═══ Supplied records ═══

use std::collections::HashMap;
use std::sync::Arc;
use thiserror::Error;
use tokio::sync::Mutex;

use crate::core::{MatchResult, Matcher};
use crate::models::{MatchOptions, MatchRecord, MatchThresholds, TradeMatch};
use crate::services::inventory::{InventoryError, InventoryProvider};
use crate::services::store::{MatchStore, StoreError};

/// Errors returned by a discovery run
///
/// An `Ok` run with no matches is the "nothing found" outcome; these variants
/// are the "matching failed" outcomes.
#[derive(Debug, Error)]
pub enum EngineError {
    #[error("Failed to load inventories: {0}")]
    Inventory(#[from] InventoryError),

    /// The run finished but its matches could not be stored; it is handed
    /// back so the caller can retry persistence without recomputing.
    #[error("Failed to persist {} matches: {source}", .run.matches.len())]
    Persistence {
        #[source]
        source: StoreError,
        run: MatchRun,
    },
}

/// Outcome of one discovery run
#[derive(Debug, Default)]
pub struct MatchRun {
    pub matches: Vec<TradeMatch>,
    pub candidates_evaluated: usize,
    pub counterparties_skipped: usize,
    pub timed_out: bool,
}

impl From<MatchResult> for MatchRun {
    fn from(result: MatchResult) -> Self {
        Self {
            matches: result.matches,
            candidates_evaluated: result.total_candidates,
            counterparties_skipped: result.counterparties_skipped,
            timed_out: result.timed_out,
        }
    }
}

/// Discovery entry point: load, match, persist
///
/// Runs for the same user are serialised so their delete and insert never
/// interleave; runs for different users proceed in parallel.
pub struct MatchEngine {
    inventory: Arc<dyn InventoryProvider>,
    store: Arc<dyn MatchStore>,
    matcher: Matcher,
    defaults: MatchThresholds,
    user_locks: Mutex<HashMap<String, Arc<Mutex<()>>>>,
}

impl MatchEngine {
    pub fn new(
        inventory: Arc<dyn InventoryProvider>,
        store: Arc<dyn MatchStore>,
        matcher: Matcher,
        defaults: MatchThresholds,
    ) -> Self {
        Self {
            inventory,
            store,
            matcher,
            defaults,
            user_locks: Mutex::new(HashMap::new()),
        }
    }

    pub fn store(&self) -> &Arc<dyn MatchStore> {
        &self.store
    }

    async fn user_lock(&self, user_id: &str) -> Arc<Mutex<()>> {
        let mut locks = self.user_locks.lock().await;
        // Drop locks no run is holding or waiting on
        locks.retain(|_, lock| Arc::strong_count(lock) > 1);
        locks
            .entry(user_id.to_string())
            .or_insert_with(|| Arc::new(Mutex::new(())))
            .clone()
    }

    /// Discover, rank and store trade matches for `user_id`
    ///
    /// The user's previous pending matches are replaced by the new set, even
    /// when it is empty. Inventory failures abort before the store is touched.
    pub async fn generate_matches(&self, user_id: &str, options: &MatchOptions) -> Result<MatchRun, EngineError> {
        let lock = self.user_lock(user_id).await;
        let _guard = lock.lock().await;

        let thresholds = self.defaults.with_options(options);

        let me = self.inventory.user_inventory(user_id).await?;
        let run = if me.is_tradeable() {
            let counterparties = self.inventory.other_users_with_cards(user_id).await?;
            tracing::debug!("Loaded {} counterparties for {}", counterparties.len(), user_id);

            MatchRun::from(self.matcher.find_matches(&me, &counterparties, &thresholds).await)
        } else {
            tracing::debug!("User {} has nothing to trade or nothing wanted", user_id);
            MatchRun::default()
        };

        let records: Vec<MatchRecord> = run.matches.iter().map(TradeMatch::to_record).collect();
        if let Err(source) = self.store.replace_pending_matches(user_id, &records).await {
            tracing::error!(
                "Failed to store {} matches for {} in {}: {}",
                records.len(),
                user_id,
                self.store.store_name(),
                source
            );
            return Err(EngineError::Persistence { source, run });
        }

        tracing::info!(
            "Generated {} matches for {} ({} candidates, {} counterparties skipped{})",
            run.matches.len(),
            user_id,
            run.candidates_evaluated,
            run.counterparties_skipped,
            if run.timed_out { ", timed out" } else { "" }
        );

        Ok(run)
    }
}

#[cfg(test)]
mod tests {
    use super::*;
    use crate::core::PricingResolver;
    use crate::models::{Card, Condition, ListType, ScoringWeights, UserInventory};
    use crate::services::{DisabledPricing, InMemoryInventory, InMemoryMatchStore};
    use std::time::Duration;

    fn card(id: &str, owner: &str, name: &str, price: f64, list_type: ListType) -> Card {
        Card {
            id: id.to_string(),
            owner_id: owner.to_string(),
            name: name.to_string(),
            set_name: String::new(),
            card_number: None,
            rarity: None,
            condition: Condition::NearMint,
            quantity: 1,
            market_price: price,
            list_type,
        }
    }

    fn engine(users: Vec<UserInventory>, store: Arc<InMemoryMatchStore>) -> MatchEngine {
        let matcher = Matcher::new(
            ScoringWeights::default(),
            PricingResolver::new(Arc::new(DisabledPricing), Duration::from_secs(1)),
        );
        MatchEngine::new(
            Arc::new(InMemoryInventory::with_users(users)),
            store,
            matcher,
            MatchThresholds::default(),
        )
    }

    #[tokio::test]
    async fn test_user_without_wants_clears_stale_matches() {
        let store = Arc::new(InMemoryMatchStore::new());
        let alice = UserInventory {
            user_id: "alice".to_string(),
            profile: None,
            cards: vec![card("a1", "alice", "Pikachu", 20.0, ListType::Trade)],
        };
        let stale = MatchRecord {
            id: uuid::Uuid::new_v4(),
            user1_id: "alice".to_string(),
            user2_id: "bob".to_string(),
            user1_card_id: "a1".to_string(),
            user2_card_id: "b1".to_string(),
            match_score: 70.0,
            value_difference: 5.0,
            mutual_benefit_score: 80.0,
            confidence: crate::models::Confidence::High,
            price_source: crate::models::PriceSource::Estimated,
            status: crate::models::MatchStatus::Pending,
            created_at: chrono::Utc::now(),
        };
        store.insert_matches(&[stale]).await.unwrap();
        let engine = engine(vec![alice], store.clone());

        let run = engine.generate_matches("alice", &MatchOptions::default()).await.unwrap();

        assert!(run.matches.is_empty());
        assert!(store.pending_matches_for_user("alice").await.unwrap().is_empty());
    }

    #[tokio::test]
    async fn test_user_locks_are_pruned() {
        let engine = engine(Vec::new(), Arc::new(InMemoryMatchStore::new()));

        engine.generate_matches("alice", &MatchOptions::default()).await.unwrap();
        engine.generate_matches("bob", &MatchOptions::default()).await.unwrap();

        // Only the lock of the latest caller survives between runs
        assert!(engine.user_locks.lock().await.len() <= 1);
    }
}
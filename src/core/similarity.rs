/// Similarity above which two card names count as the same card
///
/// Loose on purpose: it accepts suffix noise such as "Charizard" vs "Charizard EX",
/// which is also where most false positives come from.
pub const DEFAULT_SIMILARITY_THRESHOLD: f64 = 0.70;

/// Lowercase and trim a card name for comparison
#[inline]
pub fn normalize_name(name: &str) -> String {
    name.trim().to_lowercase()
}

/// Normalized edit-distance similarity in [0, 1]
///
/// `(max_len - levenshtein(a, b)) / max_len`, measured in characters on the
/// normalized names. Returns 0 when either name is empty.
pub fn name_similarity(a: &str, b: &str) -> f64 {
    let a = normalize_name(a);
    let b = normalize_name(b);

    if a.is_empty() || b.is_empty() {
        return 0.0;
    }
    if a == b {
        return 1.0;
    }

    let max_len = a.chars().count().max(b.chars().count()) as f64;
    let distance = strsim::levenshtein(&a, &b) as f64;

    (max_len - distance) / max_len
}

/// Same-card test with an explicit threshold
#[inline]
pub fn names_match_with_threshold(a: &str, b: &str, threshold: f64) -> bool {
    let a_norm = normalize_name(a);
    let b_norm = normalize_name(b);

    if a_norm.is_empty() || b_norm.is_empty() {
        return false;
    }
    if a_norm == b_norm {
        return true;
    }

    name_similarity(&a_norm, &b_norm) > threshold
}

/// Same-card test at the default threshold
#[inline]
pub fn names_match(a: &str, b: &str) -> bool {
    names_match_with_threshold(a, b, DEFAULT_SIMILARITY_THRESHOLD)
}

═══
═══ Supplied records ═══

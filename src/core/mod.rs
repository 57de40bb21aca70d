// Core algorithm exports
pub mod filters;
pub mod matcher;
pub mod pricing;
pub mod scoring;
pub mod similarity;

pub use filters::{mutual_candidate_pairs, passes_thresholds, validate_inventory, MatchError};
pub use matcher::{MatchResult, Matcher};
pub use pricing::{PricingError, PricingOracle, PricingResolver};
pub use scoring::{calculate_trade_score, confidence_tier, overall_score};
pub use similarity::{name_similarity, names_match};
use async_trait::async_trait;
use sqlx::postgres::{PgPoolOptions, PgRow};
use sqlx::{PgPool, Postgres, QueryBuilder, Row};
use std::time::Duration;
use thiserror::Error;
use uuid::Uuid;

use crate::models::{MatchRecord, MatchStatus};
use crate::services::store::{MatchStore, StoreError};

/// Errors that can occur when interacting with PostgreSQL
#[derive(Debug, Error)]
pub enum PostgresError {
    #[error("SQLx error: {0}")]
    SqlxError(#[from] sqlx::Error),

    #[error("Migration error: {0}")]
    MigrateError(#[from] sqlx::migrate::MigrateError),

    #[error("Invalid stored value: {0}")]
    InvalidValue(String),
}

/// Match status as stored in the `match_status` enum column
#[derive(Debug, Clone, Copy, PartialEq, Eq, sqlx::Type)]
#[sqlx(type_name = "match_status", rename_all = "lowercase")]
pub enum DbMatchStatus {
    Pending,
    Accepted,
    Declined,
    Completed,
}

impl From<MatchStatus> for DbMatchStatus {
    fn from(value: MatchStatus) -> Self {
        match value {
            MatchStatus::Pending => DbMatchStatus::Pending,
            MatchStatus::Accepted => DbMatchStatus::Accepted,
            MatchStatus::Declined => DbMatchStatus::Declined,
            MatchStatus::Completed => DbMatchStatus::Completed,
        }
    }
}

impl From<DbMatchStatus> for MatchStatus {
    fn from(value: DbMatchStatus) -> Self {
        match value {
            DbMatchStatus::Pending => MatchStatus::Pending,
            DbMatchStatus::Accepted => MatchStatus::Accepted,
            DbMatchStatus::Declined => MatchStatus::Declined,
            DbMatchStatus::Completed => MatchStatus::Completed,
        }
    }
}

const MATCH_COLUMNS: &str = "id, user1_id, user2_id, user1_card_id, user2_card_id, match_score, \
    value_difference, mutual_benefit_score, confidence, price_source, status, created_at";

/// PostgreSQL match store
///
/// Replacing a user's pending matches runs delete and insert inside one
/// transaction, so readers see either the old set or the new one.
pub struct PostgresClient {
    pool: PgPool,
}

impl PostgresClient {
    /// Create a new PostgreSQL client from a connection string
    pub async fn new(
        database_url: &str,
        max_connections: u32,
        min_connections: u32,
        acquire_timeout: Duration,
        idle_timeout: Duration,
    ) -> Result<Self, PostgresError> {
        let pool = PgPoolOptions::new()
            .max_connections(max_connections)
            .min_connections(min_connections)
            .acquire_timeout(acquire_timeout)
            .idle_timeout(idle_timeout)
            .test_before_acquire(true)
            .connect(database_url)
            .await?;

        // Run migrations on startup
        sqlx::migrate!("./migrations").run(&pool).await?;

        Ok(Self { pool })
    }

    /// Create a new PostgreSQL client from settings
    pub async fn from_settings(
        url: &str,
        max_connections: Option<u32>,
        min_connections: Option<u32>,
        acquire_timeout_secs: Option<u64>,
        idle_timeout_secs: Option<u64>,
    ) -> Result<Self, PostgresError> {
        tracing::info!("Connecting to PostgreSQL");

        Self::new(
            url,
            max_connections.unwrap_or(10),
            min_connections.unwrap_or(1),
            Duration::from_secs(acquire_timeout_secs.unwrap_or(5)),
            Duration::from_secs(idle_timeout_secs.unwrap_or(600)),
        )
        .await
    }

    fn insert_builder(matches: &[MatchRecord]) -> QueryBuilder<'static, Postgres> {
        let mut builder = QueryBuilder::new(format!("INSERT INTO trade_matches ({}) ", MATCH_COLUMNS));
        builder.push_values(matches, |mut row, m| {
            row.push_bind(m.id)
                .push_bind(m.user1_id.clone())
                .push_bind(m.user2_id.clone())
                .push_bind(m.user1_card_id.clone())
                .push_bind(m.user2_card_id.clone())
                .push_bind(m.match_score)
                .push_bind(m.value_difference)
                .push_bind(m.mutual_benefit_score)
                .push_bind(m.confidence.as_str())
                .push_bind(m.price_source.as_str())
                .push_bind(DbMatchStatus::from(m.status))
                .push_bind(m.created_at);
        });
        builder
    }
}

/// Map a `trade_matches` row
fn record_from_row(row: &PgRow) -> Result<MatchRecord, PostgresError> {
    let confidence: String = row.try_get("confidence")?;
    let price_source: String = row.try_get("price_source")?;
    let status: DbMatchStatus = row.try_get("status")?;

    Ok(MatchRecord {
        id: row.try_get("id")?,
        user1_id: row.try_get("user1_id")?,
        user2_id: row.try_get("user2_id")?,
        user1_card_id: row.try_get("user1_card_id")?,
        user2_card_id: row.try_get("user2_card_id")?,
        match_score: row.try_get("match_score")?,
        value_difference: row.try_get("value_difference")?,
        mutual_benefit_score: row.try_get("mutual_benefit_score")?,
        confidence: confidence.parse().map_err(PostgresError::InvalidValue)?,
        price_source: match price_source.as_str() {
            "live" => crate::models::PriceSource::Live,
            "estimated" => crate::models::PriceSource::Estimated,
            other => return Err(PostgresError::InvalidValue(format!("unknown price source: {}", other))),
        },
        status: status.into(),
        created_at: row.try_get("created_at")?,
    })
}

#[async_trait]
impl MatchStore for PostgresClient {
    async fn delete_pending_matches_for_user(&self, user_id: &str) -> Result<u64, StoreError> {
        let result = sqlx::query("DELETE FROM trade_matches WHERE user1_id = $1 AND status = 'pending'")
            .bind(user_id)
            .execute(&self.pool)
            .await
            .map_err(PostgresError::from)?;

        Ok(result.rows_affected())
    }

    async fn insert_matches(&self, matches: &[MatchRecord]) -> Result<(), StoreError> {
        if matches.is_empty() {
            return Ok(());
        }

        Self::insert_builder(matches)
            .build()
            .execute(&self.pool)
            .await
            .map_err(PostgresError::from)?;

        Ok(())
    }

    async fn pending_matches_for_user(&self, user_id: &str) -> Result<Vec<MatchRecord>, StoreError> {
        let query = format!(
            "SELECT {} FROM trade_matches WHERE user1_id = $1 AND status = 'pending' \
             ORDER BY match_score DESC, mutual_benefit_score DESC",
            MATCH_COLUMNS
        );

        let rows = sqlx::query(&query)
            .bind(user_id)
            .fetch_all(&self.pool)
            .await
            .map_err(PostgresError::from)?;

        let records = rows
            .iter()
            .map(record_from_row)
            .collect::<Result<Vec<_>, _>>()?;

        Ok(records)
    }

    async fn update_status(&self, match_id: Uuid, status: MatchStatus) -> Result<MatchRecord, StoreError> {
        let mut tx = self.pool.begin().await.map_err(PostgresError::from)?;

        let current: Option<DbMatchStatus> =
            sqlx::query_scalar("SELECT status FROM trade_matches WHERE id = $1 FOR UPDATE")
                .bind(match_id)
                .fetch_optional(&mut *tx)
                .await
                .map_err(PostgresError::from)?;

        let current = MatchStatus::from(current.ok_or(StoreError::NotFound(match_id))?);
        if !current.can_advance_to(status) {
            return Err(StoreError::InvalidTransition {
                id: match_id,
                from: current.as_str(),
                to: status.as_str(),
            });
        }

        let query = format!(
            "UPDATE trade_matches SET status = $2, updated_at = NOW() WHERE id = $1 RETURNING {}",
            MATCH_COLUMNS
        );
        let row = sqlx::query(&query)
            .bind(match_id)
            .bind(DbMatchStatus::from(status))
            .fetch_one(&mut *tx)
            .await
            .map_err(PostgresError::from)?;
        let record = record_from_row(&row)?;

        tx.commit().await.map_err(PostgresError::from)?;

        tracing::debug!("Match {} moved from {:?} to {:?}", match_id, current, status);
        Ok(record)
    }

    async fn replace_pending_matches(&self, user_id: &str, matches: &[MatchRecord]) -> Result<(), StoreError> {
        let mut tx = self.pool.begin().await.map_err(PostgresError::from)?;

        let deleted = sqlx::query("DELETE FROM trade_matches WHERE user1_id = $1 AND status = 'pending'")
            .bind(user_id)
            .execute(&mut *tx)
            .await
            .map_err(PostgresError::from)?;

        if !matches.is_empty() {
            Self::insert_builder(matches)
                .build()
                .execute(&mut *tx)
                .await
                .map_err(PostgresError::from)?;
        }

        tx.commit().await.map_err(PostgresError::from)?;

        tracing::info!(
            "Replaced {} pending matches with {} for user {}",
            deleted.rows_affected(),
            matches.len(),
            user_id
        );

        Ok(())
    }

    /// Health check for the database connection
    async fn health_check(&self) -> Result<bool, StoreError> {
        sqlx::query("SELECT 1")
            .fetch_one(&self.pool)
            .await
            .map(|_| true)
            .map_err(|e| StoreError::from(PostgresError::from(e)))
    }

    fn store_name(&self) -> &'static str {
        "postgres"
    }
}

═══

What the exercise asks >>
Everything from the line with "use std::collections::HashMap;" through the line with "one discovery run" should be written out exactly as it appears above, end lines included, and nothing outside that range.

Answer for the task >>
use std::collections::HashMap;
use std::sync::Arc;
use thiserror::Error;
use tokio::sync::Mutex;

use crate::core::{MatchResult, Matcher};
use crate::models::{MatchOptions, MatchRecord, MatchThresholds, TradeMatch};
use crate::services::inventory::{InventoryError, InventoryProvider};
use crate::services::store::{MatchStore, StoreError};

/// Errors returned by a discovery run
///
/// An `Ok` run with no matches is the "nothing found" outcome; these variants
/// are the "matching failed" outcomes.
#[derive(Debug, Error)]
pub enum EngineError {
    #[error("Failed to load inventories: {0}")]
    Inventory(#[from] InventoryError),

    /// The run finished but its matches could not be stored; it is handed
    /// back so the caller can retry persistence without recomputing.
    #[error("Failed to persist {} matches: {source}", .run.matches.len())]
    Persistence {
        #[source]
        source: StoreError,
        run: MatchRun,
    },
}

/// Outcome of one discovery run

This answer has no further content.